A comparative review of four similarly designed factorial studies investigating the relative efficacy of 8 weeks of olmesartan, irbesartan, telmisartan or valsartan, each with or without HCTZ, showed that the magnitude of reductions in BP [both in DBP (Figure 2) and SBP (Figure 3)] was greater with the combination OM/HTCZ 20/25 mg/day than with any other combination of ARB/HCTZ [3
Additional evidence for the efficacy of OM/HCTZ has been provided by a series of clinical studies included in a review by Punzi [8
]. The BENIFORCE study, a 12-week, randomized, double-blind, placebo-controlled trial, was conducted in 276 patients with stage 1 or stage 2 hypertension [9
]. After a run-in phase with placebo, patients were randomized to placebo (12 weeks) or to OM 20 mg/day (1-3 weeks). The OM-based treatment regimen was up-titrated in a stepwise fashion to OM 40 mg (4-6 week), OM/HCTZ 40/12.5 mg (7-9 weeks), and OM/HCTZ 40/25 mg (10-12 weeks) in patients whose BP remained >120/80 mmHg for each dosing interval.
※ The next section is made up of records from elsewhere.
//! Cold-start path: rebuilding the index and file accounting from disk.
//!
//! Tombstones are replayed first into a key → newest-deletion map. Data files
//! are then applied oldest first, each through its index file when that is
//! trustworthy and by scanning the records otherwise. A record survives if
//! no newer tombstone covers it and no newer version of the key was seen.

use std::collections::{HashMap, HashSet};

use config::StoreConfig;
use index::{IndexMeta, OffHeapTable};
use segment::{DataFile, FileSet, IndexEntry, IndexFile, TombstoneEntry, TombstoneFile};
use tracing::{debug, error, info, warn};

use crate::ledger::FileLedger;
use crate::write::stored_size;
use crate::StoreError;

/// What `Store::open` needs besides the rebuilt index.
pub(crate) struct Recovered {
    pub(crate) ledger: FileLedger,
    pub(crate) max_sequence: u64,
    /// The tombstone file new deletions go to.
    pub(crate) tombstones: TombstoneFile,
}

/// Newest deletion per key, and which of them still hide a record.
#[derive(Default)]
struct Tombstones {
    newest: HashMap<Vec<u8>, u64>,
    needed: HashSet<Vec<u8>>,
}

impl Tombstones {
    /// `true` if `key@sequence_number` was deleted afterwards.
    fn covers(&mut self, key: &[u8], sequence_number: u64) -> bool {
        match self.newest.get(key) {
            Some(&deleted_at) if deleted_at > sequence_number => {
                self.needed.insert(key.to_vec());
                true
            }
            _ => false,
        }
    }
}

pub(crate) fn recover(
    config: &StoreConfig,
    files: &mut FileSet,
    index: &OffHeapTable<IndexMeta>,
) -> Result<Recovered, StoreError> {
    let mut max_sequence = 0u64;
    let mut tombstones = load_tombstones(files, &mut max_sequence)?;
    let mut ledger = FileLedger::default();

    let ids = files.data_file_ids();
    let newest = ids.last().copied();
    for id in ids {
        let Some(file) = files.data_file(id) else {
            continue;
        };
        let is_newest = Some(id) == newest;
        let entries = if !is_newest && files.has_index_file(id) {
            match load_index_entries(files, &file) {
                Some(entries) => entries,
                None => scan_data_file(files, &file, false)?,
            }
        } else {
            scan_data_file(files, &file, is_newest)?
        };

        if entries.is_empty() && file.size() == 0 {
            debug!(file_id = id, "removing empty data file");
            files.retire_data_file(id)?;
            continue;
        }

        let count = entries.len();
        for entry in entries {
            max_sequence = max_sequence.max(entry.sequence_number);
            apply_entry(id, &entry, index, &mut ledger, &mut tombstones)?;
        }
        debug!(file_id = id, records = count, "data file recovered");
    }

    let active_tombstones = if config.clean_up_tombstones_during_open {
        rewrite_tombstones(files, &tombstones, config.max_file_size)?
    } else {
        files.create_tombstone_file()?
    };

    info!(
        keys = index.len(),
        data_files = files.data_file_ids().len(),
        tombstones = tombstones.newest.len(),
        tombstones_needed = tombstones.needed.len(),
        sequence = max_sequence,
        "recovery complete"
    );

    Ok(Recovered {
        ledger,
        max_sequence,
        tombstones: active_tombstones,
    })
}

fn load_tombstones(files: &FileSet, max_sequence: &mut u64) -> Result<Tombstones, StoreError> {
    let mut tombstones = Tombstones::default();
    for id in files.tombstone_file_ids() {
        let mut iter = TombstoneFile::iter(&files.tombstone_path(id), id)?;
        for entry in iter.by_ref() {
            let entry = match entry {
                Ok(entry) => entry,
                Err(e) => {
                    warn!(file_id = id, error = %e, "ignoring torn tail of tombstone file");
                    break;
                }
            };
            *max_sequence = (*max_sequence).max(entry.sequence_number);
            let newest = tombstones.newest.entry(entry.key).or_insert(0);
            *newest = (*newest).max(entry.sequence_number);
        }
        debug!(file_id = id, bytes = iter.valid_len(), "tombstone file replayed");
    }
    Ok(tombstones)
}

/// Reads the index file of a sealed data file. `None` if it is unreadable or
/// does not describe the whole data file.
fn load_index_entries(files: &FileSet, file: &DataFile) -> Option<Vec<IndexEntry>> {
    let id = file.id();
    let iter = match IndexFile::iter(&files.index_path(id), id) {
        Ok(iter) => iter,
        Err(e) => {
            warn!(file_id = id, error = %e, "cannot open index file, scanning data file");
            return None;
        }
    };

    let mut entries = Vec::new();
    let mut covered = 0u64;
    for entry in iter {
        match entry {
            Ok(entry) => {
                covered += u64::from(entry.record_size);
                entries.push(entry);
            }
            Err(e) => {
                warn!(file_id = id, error = %e, "damaged index file, scanning data file");
                return None;
            }
        }
    }
    if covered != file.size() {
        warn!(
            file_id = id,
            covered,
            size = file.size(),
            "index file does not cover its data file, scanning data file"
        );
        return None;
    }
    Some(entries)
}

/// Scans the records of `file` and writes a fresh index file for it.
///
/// Only the newest file can end in a torn append, so only its tail is cut
/// off at the first bad frame. A sealed file is never modified: a record
/// with a bad checksum keeps its index entry so reads of that key fail, and
/// a frame that cannot even be delimited ends the scan.
fn scan_data_file(
    files: &mut FileSet,
    file: &DataFile,
    newest: bool,
) -> Result<Vec<IndexEntry>, StoreError> {
    let id = file.id();
    let mut iter = file.iter()?;
    let mut entries = Vec::new();
    while let Some(item) = iter.next() {
        match item {
            Ok((location, record)) => entries.push(IndexEntry {
                key: record.key,
                record_size: location.record_size,
                record_offset: location.record_offset,
                sequence_number: record.sequence_number,
            }),
            Err(e) if newest => {
                warn!(file_id = id, error = %e, "damaged record, dropping the rest of the file");
                break;
            }
            Err(e) => match iter.skip_damaged() {
                Some(entry) => {
                    error!(
                        file_id = id,
                        offset = entry.record_offset,
                        error = %e,
                        "damaged record in sealed data file"
                    );
                    entries.push(entry);
                }
                None => {
                    error!(
                        file_id = id,
                        offset = iter.valid_len(),
                        error = %e,
                        "unreadable record in sealed data file, ignoring the rest of it"
                    );
                    break;
                }
            },
        }
    }
    if newest {
        file.repair(iter.valid_len())?;
    }

    // A partial index would be rejected at the next open anyway.
    if !entries.is_empty() && iter.valid_len() == file.size() {
        let mut index_file = files.regenerate_index_file(id)?;
        for entry in &entries {
            index_file.append(entry)?;
        }
        index_file.seal()?;
    }
    debug!(file_id = id, records = entries.len(), "data file scanned");
    Ok(entries)
}

fn apply_entry(
    file_id: u32,
    entry: &IndexEntry,
    index: &OffHeapTable<IndexMeta>,
    ledger: &mut FileLedger,
    tombstones: &mut Tombstones,
) -> Result<(), StoreError> {
    if tombstones.covers(&entry.key, entry.sequence_number) {
        ledger.record_dead(file_id, entry.record_size);
        return Ok(());
    }
    if let Some(current) = index.get(&entry.key)? {
        if current.sequence_number > entry.sequence_number {
            ledger.record_dead(file_id, entry.record_size);
            return Ok(());
        }
    }

    let meta = IndexMeta {
        file_id,
        value_offset: entry.value_offset(),
        value_size: entry.value_size(),
        sequence_number: entry.sequence_number,
    };
    ledger.record_live(file_id, entry.record_size);
    if let Some(previous) = index.put(&entry.key, &meta)? {
        ledger.record_superseded(
            previous.file_id,
            stored_size(entry.key.len(), previous.value_size),
        );
    }
    Ok(())
}

/// Copies the tombstones that still hide a record into fresh files and
/// deletes the old ones. Returns the file new deletions go to.
fn rewrite_tombstones(
    files: &mut FileSet,
    tombstones: &Tombstones,
    max_file_size: u32,
) -> Result<TombstoneFile, StoreError> {
    let old = files.tombstone_file_ids();
    let mut active = files.create_tombstone_file()?;
    let limit = u64::from(max_file_size);

    for key in &tombstones.needed {
        let Some(&sequence_number) = tombstones.newest.get(key) else {
            continue;
        };
        let entry = TombstoneEntry {
            key: key.clone(),
            sequence_number,
        };
        if active.size() > 0 && active.size() + entry.encoded_size() > limit {
            files.rotate_tombstone_file(&mut active)?;
        }
        active.append(&entry)?;
    }
    active.sync()?;

    for id in &old {
        files.delete_tombstone_file(*id)?;
    }
    debug!(
        kept = tombstones.needed.len(),
        dropped = tombstones.newest.len() - tombstones.needed.len(),
        files_removed = old.len(),
        "tombstone files rewritten"
    );
    Ok(active)
}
The OM-based treatment regimen produced significantly greater reductions in mean seated BP (SeBP) from baseline compared with placebo (22.3/12.1 mmHg vs
0.1/-0.8, p<0.0001). The cumulative percentage of patients achieving the BP goal of <140/90 mmHg was significantly higher with the OM-based treatment regimen compared with placebo (74.1% vs
30.7%, p<0.0001) [10
]. In addition, a significantly greater percentage of patients treated with the OM-based regimen achieved BP normalization (<120/80 mmHg) compared with placebo (27.3% vs
1.5%; p<0.0001). Recently, a subgroup analysis of the BENIFORCE study indicated that the significant BP improvements achieved with OM/HCTZ treatment compared with placebo were independent of race, age, or sex [8
A European study investigated the safety and tolerability of OM/HCTZ in 1226 patients with stage 2 hypertension [12
]. Patients were initially treated with OM 40 mg/day during an 8-week open label phase. Patients who failed to achieve BP control (trough seated cuff SBP [SeSBP] of 140-180 mmHg and SeDBP of 90-115 mmHg, mean 24-hour DBP ≥ 80 mmHg and >30% of daytime DBP>85 mmHg) entered a randomized double-blind treatment phase of 8 weeks. In this phase, patients were randomized in a 2:2:2:1 scheme to OM 40 mg, OM/HCTZ 20/12.5 mg, OM/HCTZ 40/12.5 mg, and OM/HCTZ 40/25 mg. The primary endpoint was the change from baseline in SeDBP from week 8 to the end of week 16; with the highest dosage of OM/HCTZ (40/25 mg) the change in SeDBP was -11.2 mmHg compared with -5.7 mmHg in patients who remained on OM 40 mg monotherapy (p<0.0001). The change in SeSBP for the same time period was -16.2 mmHg for OM/HCTZ 40/25 mg compared with -8.9 mmHg for OM 40 mg (p<0.0001). The SeBP goal of <140/90 mmHg (<130/80 mmHg for patients with diabetes) was achieved by 42.1% of patients treated with OM/HCTZ 40/25 mg compared with 24.8% of those treated with OM 40 mg.